The notion of self-learning machines has been around for at least forty years in the wider AI world. At the core of the notion of Machine Intelligence and Machine Learning is the biological concept of the autonomously mutating and self-replicating computer program. We already have machines that learn. They learn in such a way that the capabilities they evolve can even surprise their developers. Right now, the problems they learn to tackle are fairly constrained – they mostly provide search answers and play games, or both as in beating Jeopardy. Learning to play and win games such as chess and go is non-trivial. Nevertheless, the approaches of these deep strategy games will likely be different from the approaches needed in the multiplayer, positive feedback game of cybersecurity. AI is just not yet there.

It’s something to look forward to, the notion of a brigade of smart cyber defenses that understand what’s going on, observe anomalies, learn how to handle them. And then each instance learns from the others and upgrades itself to become an even smarter composite machine. Don’t expect anything exactly like that in your network tomorrow, but its coming.

AI will be an embedded part of other existing software security techniques and skills.
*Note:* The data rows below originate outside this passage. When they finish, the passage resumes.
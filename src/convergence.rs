//! Measure-and-rank convergence loop
//!
//! Each iteration asks the measurement source for `rep_steps` more samples per
//! object, ranks the objects once per quantile pair and averages those ranks.
//! The loop stops when the adjacent-rank deltas stop moving:
//!
//! ```text
//! x[i]   = mean rank of working_order[i]
//! dx[i]  = x[i+1] - x[i]
//! norm   = ||dx - dy||_2 / n          (dy = previous dx, initially all ones)
//! ```
//!
//! After every iteration the working order is re-sorted by mean rank, so the
//! next `dx` diffs a different set of neighbours.

use crate::error::{RankError, Result};
use crate::measurements::{MeasurementSet, MeasurementSource};
use crate::quantile::{QuantileComparer, QuantilePair};
use crate::rank_table::{MeanRankRecord, MeanRankTable, QuantileRankTable};
use crate::ranking::{Method, PartialRanker, RankingStrategy};
use anyhow::Context;
use serde::{Deserialize, Serialize};
use std::collections::HashSet;
use std::fs;
use std::path::Path;
use tracing::{debug, info, warn};

/// Configuration for the convergence loop
///
/// # Example
/// ```
/// use partial_ranker::convergence::ConvergenceConfig;
/// use partial_ranker::ranking::Method;
///
/// let config = ConvergenceConfig::default();
/// assert_eq!(config.rep_steps, 3);
/// assert_eq!(config.method, Method::DfgReduced);
/// assert_eq!(config.quantile_pairs.len(), 8);
/// ```
#[derive(Debug, Clone, PartialEq, Serialize, Deserialize)]
#[serde(default)]
pub struct ConvergenceConfig {
    /// Samples requested per object on every iteration
    pub rep_steps: usize,

    /// Stop once the rank-delta norm is at or below this value
    pub eps: f64,

    /// Stop once `iterations * rep_steps` reaches this many samples
    pub max_rep: usize,

    /// Ranking methodology applied at every quantile pair
    pub method: Method,

    /// Apply the 1.5×IQR fence before computing bounds
    pub remove_outliers: bool,

    /// Pairs whose ranks are averaged into the mean rank
    pub quantile_pairs: Vec<QuantilePair>,
}

impl Default for ConvergenceConfig {
    fn default() -> Self {
        Self {
            rep_steps: 3,
            eps: 0.001,
            max_rep: 50,
            method: Method::DfgReduced,
            remove_outliers: false,
            quantile_pairs: QuantilePair::defaults(),
        }
    }
}

impl ConvergenceConfig {
    /// Fewer, central quantile pairs and a looser tolerance
    pub fn quick() -> Self {
        Self {
            rep_steps: 3,
            eps: 0.01,
            max_rep: 30,
            quantile_pairs: [(75.0, 25.0), (70.0, 30.0), (65.0, 35.0), (55.0, 45.0)]
                .iter()
                .map(|&(q_max, q_min)| QuantilePair { q_max, q_min })
                .collect(),
            ..Self::default()
        }
    }

    /// Tighter tolerance and a larger sample budget
    pub fn thorough() -> Self {
        Self {
            rep_steps: 5,
            eps: 0.0001,
            max_rep: 200,
            ..Self::default()
        }
    }

    /// Validate configuration
    pub fn validate(&self) -> Result<()> {
        if self.rep_steps == 0 {
            return Err(RankError::InvalidConfig("rep_steps must be >= 1, got 0".to_string()));
        }

        if self.eps.is_nan() || self.eps < 0.0 {
            return Err(RankError::InvalidConfig(format!(
                "eps must be non-negative, got {}",
                self.eps
            )));
        }

        if self.max_rep < self.rep_steps {
            return Err(RankError::InvalidConfig(format!(
                "max_rep ({}) must be >= rep_steps ({})",
                self.max_rep, self.rep_steps
            )));
        }

        if self.quantile_pairs.is_empty() {
            return Err(RankError::InvalidConfig(
                "quantile_pairs must not be empty".to_string(),
            ));
        }

        for pair in &self.quantile_pairs {
            pair.validate()?;
        }

        Ok(())
    }

    /// Load and validate a configuration from a TOML file
    ///
    /// Missing keys take their default values.
    ///
    /// # Example TOML
    /// ```toml
    /// rep_steps = 5
    /// eps = 0.005
    /// method = "min"
    /// quantile_pairs = [
    ///     { q_max = 75.0, q_min = 25.0 },
    ///     { q_max = 55.0, q_min = 45.0 },
    /// ]
    /// ```
    pub fn from_toml<P: AsRef<Path>>(path: P) -> anyhow::Result<Self> {
        let content = fs::read_to_string(path.as_ref()).with_context(|| {
            format!("Failed to read convergence config: {}", path.as_ref().display())
        })?;
        Self::from_toml_str(&content)
    }

    /// Parse and validate a configuration from TOML text
    pub fn from_toml_str(content: &str) -> anyhow::Result<Self> {
        let config: Self =
            toml::from_str(content).with_context(|| "Failed to parse TOML convergence config")?;
        config
            .validate()
            .with_context(|| "Invalid convergence config")?;
        Ok(config)
    }
}

/// Driver state
#[derive(Debug, Clone, Copy, PartialEq, Eq, Serialize, Deserialize)]
pub enum ConvergenceState {
    Sampling,
    Converged,
}

/// Why the loop stopped
#[derive(Debug, Clone, Copy, PartialEq, Eq, Serialize, Deserialize)]
pub enum StopReason {
    /// Norm dropped to `eps` or below
    Stable,
    /// Sample budget `max_rep` exhausted first
    SampleBudget,
}

/// Mean ranks recorded after one iteration (iteration 0 = the seed order)
#[derive(Debug, Clone, PartialEq, Serialize, Deserialize)]
pub struct HistoryEntry {
    pub iteration: usize,
    pub samples_per_object: usize,
    /// `None` for the seed entry
    pub norm: Option<f64>,
    pub mean_ranks: MeanRankTable,
}

/// Result of a convergence run
#[derive(Debug, Clone)]
pub struct ConvergenceReport {
    /// Ranks per quantile pair from the last iteration
    pub rank_table: QuantileRankTable,
    /// Mean ranks from the last iteration, best first
    pub mean_ranks: MeanRankTable,
    /// Seed entry followed by one entry per iteration
    pub history: Vec<HistoryEntry>,
    pub iterations: usize,
    pub samples_per_object: usize,
    pub final_norm: f64,
    pub stop_reason: StopReason,
}

impl ConvergenceReport {
    pub fn converged(&self) -> bool {
        self.stop_reason == StopReason::Stable
    }

    /// Final working order, best first
    pub fn order(&self) -> Vec<String> {
        self.mean_ranks.order()
    }
}

/// Rank `order` once per quantile pair using `method`
///
/// The comparer is built once over `order` and re-pointed at each pair, so
/// bounds for every pair stay cached for the duration of the call. Objects in
/// `measurements` but not in `order` are ignored.
pub fn rank_across_pairs(
    measurements: &MeasurementSet,
    order: &[String],
    pairs: &[QuantilePair],
    method: Method,
    remove_outliers: bool,
) -> Result<QuantileRankTable> {
    let mut subset = MeasurementSet::new();
    for object in order {
        subset.extend(object, measurements.samples(object)?.iter().copied());
    }

    let mut comparer = QuantileComparer::new(subset);
    let mut table = QuantileRankTable::new(order.to_vec());
    for pair in pairs {
        comparer.compute_quantiles_for(*pair, remove_outliers)?;
        comparer.compare_all()?;

        let mut ranker = PartialRanker::new(&comparer, method);
        ranker.compute_ranks()?;
        table.add_column(*pair, ranker.computed()?)?;
    }
    Ok(table)
}

/// Normalized Euclidean distance between consecutive first differences
fn delta_norm(x: &[f64], dy: &[f64]) -> (f64, Vec<f64>) {
    let n = x.len();
    if n < 2 {
        return (0.0, Vec::new());
    }
    let dx: Vec<f64> = x.windows(2).map(|w| w[1] - w[0]).collect();
    let sum_sq: f64 = dx
        .iter()
        .zip(dy)
        .map(|(a, b)| (a - b) * (a - b))
        .sum();
    (sum_sq.sqrt() / n as f64, dx)
}

fn seed_table(order: &[String]) -> MeanRankTable {
    MeanRankTable::from_unsorted(
        order
            .iter()
            .enumerate()
            .map(|(position, object)| MeanRankRecord {
                object_id: object.clone(),
                mean_rank: position as f64,
            })
            .collect(),
    )
}

/// Drives a `MeasurementSource` until the mean-rank order stabilizes
#[derive(Debug, Clone)]
pub struct ConvergenceDriver {
    config: ConvergenceConfig,
    state: ConvergenceState,
}

impl ConvergenceDriver {
    /// Create a driver; fails with `InvalidConfig` if the config is invalid
    pub fn new(config: ConvergenceConfig) -> Result<Self> {
        config.validate()?;
        Ok(Self {
            config,
            state: ConvergenceState::Sampling,
        })
    }

    pub fn config(&self) -> &ConvergenceConfig {
        &self.config
    }

    pub fn state(&self) -> ConvergenceState {
        self.state
    }

    /// Run the loop to completion
    ///
    /// `h0` is the seed working order; `None` uses the source's current object
    /// order. At least one iteration always runs.
    pub fn run<S>(&mut self, source: &mut S, h0: Option<Vec<String>>) -> Result<ConvergenceReport>
    where
        S: MeasurementSource + ?Sized,
    {
        let mut order = match h0 {
            Some(order) => order,
            None => source.measurements().objects().to_vec(),
        };
        let mut seen = HashSet::new();
        if let Some(dup) = order.iter().find(|o| !seen.insert(o.as_str())) {
            return Err(RankError::InvalidConfig(format!(
                "object '{}' appears twice in the seed order",
                dup
            )));
        }

        let config = &self.config;
        let n = order.len();
        let mut dy = vec![1.0; n.saturating_sub(1)];
        let mut history = vec![HistoryEntry {
            iteration: 0,
            samples_per_object: source.measurements().min_sample_count(),
            norm: None,
            mean_ranks: seed_table(&order),
        }];
        self.state = ConvergenceState::Sampling;

        let mut run_id = 0;
        loop {
            source.measure(run_id, config.rep_steps)?;
            run_id += 1;

            let rank_table = rank_across_pairs(
                source.measurements(),
                &order,
                &config.quantile_pairs,
                config.method,
                config.remove_outliers,
            )?;
            let mean_ranks = rank_table.mean_ranks();

            let mut x = Vec::with_capacity(n);
            for object in &order {
                let mean = mean_ranks
                    .mean_rank(object)
                    .ok_or_else(|| RankError::UnknownObject {
                        object: object.clone(),
                    })?;
                x.push(mean);
            }
            let (norm, dx) = delta_norm(&x, &dy);
            dy = dx;
            order = mean_ranks.order();

            let samples = source.measurements().min_sample_count();
            info!(
                iteration = run_id,
                norm,
                samples_per_object = samples,
                "convergence iteration"
            );
            history.push(HistoryEntry {
                iteration: run_id,
                samples_per_object: samples,
                norm: Some(norm),
                mean_ranks: mean_ranks.clone(),
            });

            let stop_reason = if norm <= config.eps {
                Some(StopReason::Stable)
            } else if run_id * config.rep_steps >= config.max_rep {
                Some(StopReason::SampleBudget)
            } else {
                None
            };

            if let Some(stop_reason) = stop_reason {
                match stop_reason {
                    StopReason::Stable => info!(iterations = run_id, norm, "ranking converged"),
                    StopReason::SampleBudget => warn!(
                        iterations = run_id,
                        norm,
                        eps = config.eps,
                        max_rep = config.max_rep,
                        "sample budget exhausted before ranking converged"
                    ),
                }
                self.state = ConvergenceState::Converged;
                return Ok(ConvergenceReport {
                    rank_table,
                    mean_ranks,
                    history,
                    iterations: run_id,
                    samples_per_object: samples,
                    final_norm: norm,
                    stop_reason,
                });
            }
            debug!(next_order = ?order, "re-sorted working order");
        }
    }
}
After a threat is identified, it must be countered. Countering strategies will become as rich as threat identification. Sometimes network paths carrying an attack will be blocked with NFV commands. When possible, effected traffic will be cleaned. Deploying multi-layered, hybrid response solutions, such as is done today in Arbor Networks’ products, are just a prolog to NFV enabled multi-phase AI responses.

Malthesian malwear

But the problem will grow; a positive feedback game does not relent. As autonomous malware defenses become smarter, the malware will become smarter too. The bad guys will also use this technology, particularly those with better funding, in due course. Eventually, it becomes an autonomic arms race happening at processor speed, with malware AI on one side, and anti-malware AI on the other. Where this ends is uncertain, but it's likely both sides will have their share of victories until both sides are able to reach a sentient state in a War Games like, stalemate scenario.